Le terme de structure a occupé une place prépondérante en ethnologie et en anthropologie
grâce aux théoriciens de l’anthropologie britannique. C’est ainsi que Radcliffe-Brown et ses
disciples furent considérés comme des structuro-fonctionnalistes. D’aucuns même parlent
« d’école structurale », parmi lesquels Fortes.
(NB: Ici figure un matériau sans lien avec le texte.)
use clap::Parser;

mod convert;
mod csv;
mod error;
mod select;

use error::Result;

#[derive(Parser)]
#[command(name = "decant")]
#[command(
    about = "Extract an XML payload from a PEM-encoded CMS/PKCS#7 container into CSV",
    long_about = None
)]
struct Cli {
    /// Path to the PEM file to process. If not specified, scans the
    /// current directory and asks which file to use
    #[arg(short, long)]
    file: Option<String>,
}

fn main() {
    if let Err(e) = run(Cli::parse()) {
        eprintln!("error: {}", e);
        std::process::exit(1);
    }
}

fn run(cli: Cli) -> Result<()> {
    println!("decant - PEM to CSV converter");
    println!("=============================");

    let path = select::select_pem_file(cli.file.as_deref())?;
    convert::execute(&path)
}
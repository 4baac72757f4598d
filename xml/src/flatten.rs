//! Flattening of an element tree into a single-level record.
//!
//! Ancestry, attributes and sibling position are encoded in the key:
//!
//! - attribute `name` on an element at path `p` → `p.@name`
//! - non-whitespace text directly under `p` → `p.#text` (trimmed)
//! - the only child `tag` under `p` → `p.tag`
//! - the i-th of several `tag` children under `p` → `p.tag[i]` (0-based)
//!
//! At the root the prefix is empty, so a bare root attribute flattens to
//! `@name` and bare root text to `#text`.

use crate::Element;

/// An insertion-ordered string-to-string mapping.
///
/// Key order is the record's column order, so entries live in a vector;
/// inserting an existing key overwrites its value in place.
#[derive(Debug, Clone, Default, PartialEq, Eq)]
pub struct FlatRecord {
    entries: Vec<(String, String)>,
}

impl FlatRecord {
    pub fn new() -> Self {
        Self::default()
    }

    /// Insert a key, overwriting in place if it is already present.
    pub fn insert(&mut self, key: String, value: String) {
        match self.entries.iter_mut().find(|(k, _)| *k == key) {
            Some((_, v)) => *v = value,
            None => self.entries.push((key, value)),
        }
    }

    /// Merge another record into this one with overwrite semantics.
    pub fn merge(&mut self, other: FlatRecord) {
        for (key, value) in other.entries {
            self.insert(key, value);
        }
    }

    pub fn get(&self, key: &str) -> Option<&str> {
        self.entries
            .iter()
            .find(|(k, _)| k == key)
            .map(|(_, v)| v.as_str())
    }

    pub fn keys(&self) -> impl Iterator<Item = &str> {
        self.entries.iter().map(|(k, _)| k.as_str())
    }

    pub fn values(&self) -> impl Iterator<Item = &str> {
        self.entries.iter().map(|(_, v)| v.as_str())
    }

    pub fn iter(&self) -> impl Iterator<Item = (&str, &str)> {
        self.entries.iter().map(|(k, v)| (k.as_str(), v.as_str()))
    }

    pub fn len(&self) -> usize {
        self.entries.len()
    }

    pub fn is_empty(&self) -> bool {
        self.entries.is_empty()
    }
}

/// Flatten an element tree into a record of dotted-path keys.
///
/// Pure and total: the traversal is depth-first in document order, and
/// every run over the same tree yields the same keys in the same order.
pub fn flatten(root: &Element) -> FlatRecord {
    flatten_element(root, "")
}

fn flatten_element(element: &Element, parent_key: &str) -> FlatRecord {
    let mut record = FlatRecord::new();

    for (name, value) in element.attributes() {
        record.insert(join_key(parent_key, &format!("@{}", name)), value.clone());
    }

    if let Some(text) = element.text() {
        let trimmed = text.trim();
        if !trimmed.is_empty() {
            record.insert(join_key(parent_key, "#text"), trimmed.to_string());
        }
    }

    for (tag, group) in group_children_by_tag(element) {
        if group.len() == 1 {
            record.merge(flatten_element(group[0], &join_key(parent_key, tag)));
        } else {
            for (i, child) in group.iter().enumerate() {
                let indexed = format!("{}[{}]", tag, i);
                record.merge(flatten_element(child, &join_key(parent_key, &indexed)));
            }
        }
    }

    record
}

/// Group direct children by tag name, preserving the first-occurrence
/// order of tags and document order within each group.
fn group_children_by_tag(element: &Element) -> Vec<(&str, Vec<&Element>)> {
    let mut groups: Vec<(&str, Vec<&Element>)> = Vec::new();
    for child in element.children() {
        match groups.iter_mut().find(|(tag, _)| *tag == child.name()) {
            Some((_, group)) => group.push(child),
            None => groups.push((child.name(), vec![child])),
        }
    }
    groups
}

fn join_key(parent: &str, leaf: &str) -> String {
    if parent.is_empty() {
        leaf.to_string()
    } else {
        format!("{}.{}", parent, leaf)
    }
}

#[cfg(test)]
mod tests {
    use rstest::rstest;

    use super::{FlatRecord, flatten};
    use crate::parse;

    fn record(entries: &[(&str, &str)]) -> FlatRecord {
        let mut record = FlatRecord::new();
        for (k, v) in entries {
            record.insert(k.to_string(), v.to_string());
        }
        record
    }

    #[rstest(
        input,
        expected,
        // attributes and no children: only @-keys (plus #text when present)
        case("<e id=\"5\" name=\"x\"/>", record(&[("@id", "5"), ("@name", "x")])),
        case(
            "<e id=\"5\" name=\"x\">t</e>",
            record(&[("@id", "5"), ("@name", "x"), ("#text", "t")])
        ),
        case("<a>hi</a>", record(&[("#text", "hi")])),
        // whitespace-only text is not emitted
        case("<a>   </a>", record(&[])),
        // text is trimmed
        case("<a>  hi  </a>", record(&[("#text", "hi")])),
        // singleton children use the bare tag path
        case("<root><a>1</a></root>", record(&[("root.a.#text", "1")])),
        // repeated siblings are always indexed, never bare
        case(
            "<root><a>1</a><a>2</a></root>",
            record(&[("root.a[0].#text", "1"), ("root.a[1].#text", "2")])
        ),
        case(
            "<root><item>a</item><item>b</item><item>c</item></root>",
            record(&[
                ("root.item[0].#text", "a"),
                ("root.item[1].#text", "b"),
                ("root.item[2].#text", "c")
            ])
        ),
        // depth-first: a parent's attributes and text come before its children
        case(
            "<root version=\"2\">head<a k=\"v\">1</a></root>",
            record(&[
                ("root.@version", "2"),
                ("root.#text", "head"),
                ("root.a.@k", "v"),
                ("root.a.#text", "1")
            ])
        ),
        // sibling groups keep first-occurrence order of tags
        case(
            "<root><b>1</b><a>2</a><b>3</b></root>",
            record(&[
                ("root.b[0].#text", "1"),
                ("root.b[1].#text", "3"),
                ("root.a.#text", "2")
            ])
        ),
        case(
            "<r><x><y z=\"0\"><w>deep</w></y></x></r>",
            record(&[("r.x.y.@z", "0"), ("r.x.y.w.#text", "deep")])
        )
    )]
    fn test_flatten(input: &str, expected: FlatRecord) {
        let root = parse(input).unwrap();
        assert_eq!(expected, flatten(&root));
    }

    #[test]
    fn test_flatten_is_deterministic() {
        let root = parse("<root><a>1</a><b x=\"y\"/><a>2</a></root>").unwrap();
        let first = flatten(&root);
        let second = flatten(&root);
        assert_eq!(
            first.keys().collect::<Vec<_>>(),
            second.keys().collect::<Vec<_>>()
        );
        assert_eq!(first, second);
    }

    #[test]
    fn test_flatten_key_order_is_document_order() {
        let root = parse("<root><a>1</a><b>2</b><c>3</c></root>").unwrap();
        let binding = flatten(&root);
        let keys: Vec<&str> = binding.keys().collect::<Vec<_>>();
        assert_eq!(
            vec!["root.a.#text", "root.b.#text", "root.c.#text"],
            keys
        );
    }

    #[test]
    fn test_insert_overwrites_in_place() {
        let mut record = FlatRecord::new();
        record.insert("a".to_string(), "1".to_string());
        record.insert("b".to_string(), "2".to_string());
        record.insert("a".to_string(), "3".to_string());

        assert_eq!(2, record.len());
        assert_eq!(Some("3"), record.get("a"));
        assert_eq!(vec!["a", "b"], record.keys().collect::<Vec<_>>());
    }

    #[test]
    fn test_merge_overwrites() {
        let mut base = record(&[("a", "1"), ("b", "2")]);
        base.merge(record(&[("b", "9"), ("c", "3")]));
        assert_eq!(
            vec![("a", "1"), ("b", "9"), ("c", "3")],
            base.iter().collect::<Vec<_>>()
        );
    }
}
Les travaux d’Evans-Pritchard chez les Nuer
montrent que la « vraie nature » d’un groupe réside dans ses rapports avec d’autres groupes. Dans
cette perspective, on parle de structure sociale chaque fois qu’il y a un rapport entre des groupes
et que ce rapport soit cohérent et stable.
Avec Claude Lévi-Strauss, nous assistons à l’introduction, en anthropologie, d’une autre
façon de concevoir la structure. Avec l’auteur des Structures élémentaires de la parenté (voir p.
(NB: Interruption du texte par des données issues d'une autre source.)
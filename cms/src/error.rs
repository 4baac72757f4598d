//! Error types for CMS structure decoding.

use std::num::ParseIntError;

use thiserror::Error;

/// Errors that can occur while decoding CMS/PKCS#7 structures.
#[derive(Debug, Error)]
pub enum Error {
    // ObjectIdentifier errors
    #[error("OBJECT IDENTIFIER: no data")]
    ObjectIdentifierNoData,
    #[error("OBJECT IDENTIFIER: incomplete encoding")]
    ObjectIdentifierIncompleteEncoding,
    #[error("parse int error: {0}")]
    ParseInt(ParseIntError),

    // DER errors
    #[error("invalid DER encoding: {0}")]
    Der(#[from] der::error::Error),

    // Structure errors
    #[error("invalid structure: {0}")]
    InvalidStructure(String),
}

pub type Result<T> = std::result::Result<T, Error>;
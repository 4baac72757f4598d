use thiserror::Error;

/// Errors that can occur while parsing an XML fragment into a tree.
#[derive(Debug, Error)]
pub enum Error {
    /// The underlying event reader rejected the input
    #[error("XML parse: {0}")]
    Parse(#[from] quick_xml::Error),

    /// A malformed attribute inside a start tag
    #[error("XML attribute: {0}")]
    Attribute(#[from] quick_xml::events::attributes::AttrError),

    /// The input held no element at all
    #[error("no root element found")]
    NoRootElement,

    /// The input ended with elements still open
    #[error("unclosed element at end of input")]
    UnclosedElement,

    /// Text or a second element outside the document root
    #[error("content outside the document root")]
    TrailingContent,
}
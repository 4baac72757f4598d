use std::fs;
use std::path::{Path, PathBuf};

use cms::ExtractedContent;
use decant::decoder::Decoder;
use pem::Pem;
use xml::Element;
use xml::flatten::{self, FlatRecord};
use xml::locate;

use crate::csv;
use crate::error::{Error, Result};

const PREVIEW_LINES: usize = 5;

/// Convert one PEM file: run the extraction pipeline, write the CSV into
/// the current working directory and show a preview.
pub(crate) fn execute(path: &Path) -> Result<()> {
    println!();
    println!("reading PEM file: {}", path.display());
    let text = fs::read_to_string(path)?;

    let record = extract_record(&text)?;
    println!("flattened {} fields", record.len());

    let output = output_path(path);
    csv::write_record(&output, &record)?;
    println!("wrote {}", output.display());

    preview(&output)
}

/// The extraction pipeline over PEM text: armor scan, base64 decode, CMS
/// content extraction, XML location, parse and flatten.
pub(crate) fn extract_record(pem_text: &str) -> Result<FlatRecord> {
    let pem: Pem = pem_text.decode()?;
    let blob: Vec<u8> = pem.decode()?;
    if pem.label().is_empty() {
        println!("decoded {} bytes from PEM block", blob.len());
    } else {
        println!(
            "decoded {} bytes from PEM block (label: {})",
            blob.len(),
            pem.label()
        );
    }

    let content = cms::extract_content(&blob);
    match &content {
        ExtractedContent::Content(payload) => {
            println!("recovered {} payload bytes from CMS content", payload.len());
        }
        ExtractedContent::Stringified(_) => {
            println!("CMS structure carries no payload; scanning its printable form");
        }
        ExtractedContent::Raw(_) => {
            println!("CMS parsing failed; scanning raw bytes for XML");
        }
    }

    let text = content.into_text();
    let fragment = locate::locate_xml(&text).ok_or(Error::NoXmlContent)?;
    println!("located XML fragment ({} bytes)", fragment.len());

    let root = parse_with_cleanup(fragment)?;
    Ok(flatten::flatten(&root))
}

/// Parse the fragment, retrying once after control-character cleanup.
fn parse_with_cleanup(fragment: &str) -> Result<Element> {
    match xml::parse(fragment) {
        Ok(root) => Ok(root),
        Err(e) => {
            println!("XML parse failed ({}); retrying after cleanup", e);
            let cleaned = xml::strip_unprintable(fragment);
            Ok(xml::parse(&cleaned)?)
        }
    }
}

/// `<input-basename-without-extension>.csv`, in the current directory.
/// Only the final extension is replaced, so a multi-dot basename keeps
/// its inner segments.
fn output_path(input: &Path) -> PathBuf {
    let name = input.file_name().unwrap_or(input.as_os_str());
    PathBuf::from(name).with_extension("csv")
}

fn preview(path: &Path) -> Result<()> {
    println!();
    println!("CSV preview:");
    println!("{}", "=".repeat(50));
    let contents = fs::read_to_string(path)?;
    let lines: Vec<&str> = contents.lines().collect();
    for (i, line) in lines.iter().take(PREVIEW_LINES).enumerate() {
        println!("{}: {}", i + 1, line);
    }
    if lines.len() > PREVIEW_LINES {
        println!("... and {} more lines", lines.len() - PREVIEW_LINES);
    }
    Ok(())
}

#[cfg(test)]
mod tests {
    use std::path::{Path, PathBuf};

    use rstest::rstest;

    use super::{extract_record, output_path};
    use crate::error::Error;

    fn armor(payload: &[u8]) -> String {
        pem::Pem::from_bytes("CMS", payload).to_string()
    }

    // minimal DER builder for a data-type ContentInfo fixture
    fn data_content_info(payload: &[u8]) -> Vec<u8> {
        fn tlv(tag: u8, content: &[u8]) -> Vec<u8> {
            assert!(content.len() < 0x80, "fixture uses short lengths only");
            let mut out = vec![tag, content.len() as u8];
            out.extend_from_slice(content);
            out
        }
        let data_oid: &[u8] = &[0x2a, 0x86, 0x48, 0x86, 0xf7, 0x0d, 0x01, 0x07, 0x01];
        let mut body = tlv(0x06, data_oid);
        body.extend(tlv(0xa0, &tlv(0x04, payload)));
        tlv(0x30, &body)
    }

    #[test]
    fn test_extract_record_from_raw_xml_blob() {
        // not valid CMS: the raw-bytes fallback must still find the XML
        let armored = armor(b"<?xml version=\"1.0\"?><root><a>1</a><a>2</a></root>");

        let record = extract_record(&armored).unwrap();
        assert_eq!(
            vec!["root.a[0].#text", "root.a[1].#text"],
            record.keys().collect::<Vec<_>>()
        );
        assert_eq!(vec!["1", "2"], record.values().collect::<Vec<_>>());
    }

    #[test]
    fn test_extract_record_from_cms_data_payload() {
        let blob = data_content_info(b"<?xml version=\"1.0\"?><doc id=\"7\">ok</doc>");
        let record = extract_record(&armor(&blob)).unwrap();

        assert_eq!(Some("7"), record.get("doc.@id"));
        assert_eq!(Some("ok"), record.get("doc.#text"));
        assert_eq!(2, record.len());
    }

    #[test]
    fn test_extract_record_fallback_single_element() {
        let armored = armor(b"\x00binary junk<?xml version=\"1.0\"?><a>hi</a>\xfftrailer");
        let record = extract_record(&armored).unwrap();

        assert_eq!(vec!["#text"], record.keys().collect::<Vec<_>>());
        assert_eq!(Some("hi"), record.get("#text"));
    }

    #[test]
    fn test_extract_record_retries_after_cleanup() {
        // the stray control byte breaks the closing tag on the first parse
        let armored = armor(b"<a>x</a\x01>");
        let record = extract_record(&armored).unwrap();
        assert_eq!(Some("x"), record.get("#text"));
    }

    #[rstest(
        input,
        case("no armor markers in here"),
        case("-----BEGIN CMS-----\n-----END CMS-----\n")
    )]
    fn test_extract_record_missing_content(input: &str) {
        let got = extract_record(input);
        assert!(matches!(
            got,
            Err(Error::Pem(pem::error::Error::MissingBase64Content))
        ));
    }

    #[test]
    fn test_extract_record_invalid_base64() {
        let got = extract_record("-----BEGIN CMS-----\nnot/base64!!\n-----END CMS-----\n");
        assert!(matches!(
            got,
            Err(Error::Pem(pem::error::Error::Base64Decode(_)))
        ));
    }

    #[test]
    fn test_extract_record_no_xml() {
        let armored = armor(b"nothing markup-like in this payload");
        let got = extract_record(&armored);
        assert!(matches!(got, Err(Error::NoXmlContent)));
    }

    #[rstest(
        input,
        expected,
        case("data.pem", "data.csv"),
        case("/some/dir/data.pem", "data.csv"),
        case("noext", "noext.csv"),
        case("dotted.name.pem", "dotted.name.csv"),
        case("report.2024.pem", "report.2024.csv")
    )]
    fn test_output_path(input: &str, expected: &str) {
        assert_eq!(PathBuf::from(expected), output_path(Path::new(input)));
    }
}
22), la rupture avec la définition inductive de la notion de structure devient définitive.
Inspiré par la linguistique, Lévi-Strauss remplace l’analogie biologique, vulgarisée par le
structuro-fonctionnalisme britannique, par le modèle logique du langage afin d’analyser les
phénomènes de parenté, les mythes et, dans un cadre plus large, l’étude de la fonction
symbolique.

4.1. Le structuralisme lévi-straussien

Le structuralisme est considéré comme étant une invention de journalistes et non de


théoriciens ou de chercheurs, à en croire les critiques. Ces derniers semblent avoir raison en ce
que les chercheurs et les théoriciens qui en parlent ne s’en réclament pas. Dans une perspective
structuraliste, la connaissance d’un phénomène passe par la connaissance non pas des éléments
existants mais de la structure des éléments qui relient entre eux. La dernière étape d’un fait
permet de connaître la genèse de ce fait dans la mesure où la question des origines n’est pas une
question scientifique.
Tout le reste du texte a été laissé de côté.